◆ Task requirements ◆
Search the records for lines that contain the word "async". Copy them all.

◆ Exercise input ◆
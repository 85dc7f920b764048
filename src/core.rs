//! Core DbAble functionality
//!
//! This module contains the main DbAble struct, which owns the procedure
//! executor and the registry of entity stores.

use std::any::Any;
use std::collections::HashMap;
use std::sync::Arc;

use config::{AppConfig, DatabaseConfig};
use db_object::{Entity, ProcedureExecutor, ProcedureStore};

use crate::client::MySqlProcedureClient;
use crate::errors::DbAbleError;

/// Main DbAble coordinator that manages the executor and registered stores
pub struct DbAble {
    executor: Arc<dyn ProcedureExecutor>,
    stores: HashMap<String, Box<dyn Any + Send + Sync>>,
}

impl std::fmt::Debug for DbAble {
    fn fmt(&self, f: &mut std::fmt::Formatter<'_>) -> std::fmt::Result {
        f.debug_struct("DbAble")
            .field("stores", &self.list_stores())
            .finish()
    }
}

impl DbAble {
    /// Create new DbAble with a MySQL connection pool
    pub async fn new(config: DatabaseConfig) -> Result<Self, DbAbleError> {
        let client = MySqlProcedureClient::connect(&config).await?;
        Ok(Self::with_executor(Arc::new(client)))
    }

    /// Create new DbAble from `$DBABLE_CONFIG` or `./dbable.toml`
    pub async fn from_config() -> Result<Self, DbAbleError> {
        let config = AppConfig::load()?;
        Self::new(config.database).await
    }

    /// Create new DbAble on top of any executor
    pub fn with_executor(executor: Arc<dyn ProcedureExecutor>) -> Self {
        Self {
            executor,
            stores: HashMap::new(),
        }
    }

    pub fn executor(&self) -> &Arc<dyn ProcedureExecutor> {
        &self.executor
    }

    /// Register the store of entity `T` under `name`.
    ///
    /// Runs `T`'s registration check; a type whose contract does not pass
    /// is never registered.
    pub fn register_store<T: Entity>(&mut self, name: impl Into<String>) -> Result<ProcedureStore<T>, DbAbleError> {
        let name = name.into();
        if self.stores.contains_key(&name) {
            return Err(DbAbleError::StoreAlreadyRegistered(name));
        }

        let store = ProcedureStore::<T>::new(Arc::clone(&self.executor))?;
        crate::debug_log!("[REGISTER] {} -> {}.{}", name, T::DATABASE, T::NAME);
        self.stores.insert(name, Box::new(store.clone()));
        Ok(store)
    }

    /// Get a registered store by name
    pub fn get_store<T: Entity>(&self, name: &str) -> Result<&ProcedureStore<T>, DbAbleError> {
        self.stores
            .get(name)
            .and_then(|store| store.downcast_ref::<ProcedureStore<T>>())
            .ok_or_else(|| DbAbleError::StoreNotFound(name.to_string()))
    }

    /// List all registered store names
    pub fn list_stores(&self) -> Vec<&String> {
        self.stores.keys().collect()
    }

    /// Remove a store by name
    pub fn unregister_store(&mut self, name: &str) -> Result<(), DbAbleError> {
        self.stores
            .remove(name)
            .map(|_| ())
            .ok_or_else(|| DbAbleError::StoreNotFound(name.to_string()))
    }

    /// Check database connection health
    pub async fn health_check(&self) -> Result<(), DbAbleError> {
        self.executor.health_check().await?;
        Ok(())
    }
}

◆ Task output ◆
    pub async fn new(config: DatabaseConfig) -> Result<Self, DbAbleError> {
    pub async fn from_config() -> Result<Self, DbAbleError> {
    pub async fn health_check(&self) -> Result<(), DbAbleError> {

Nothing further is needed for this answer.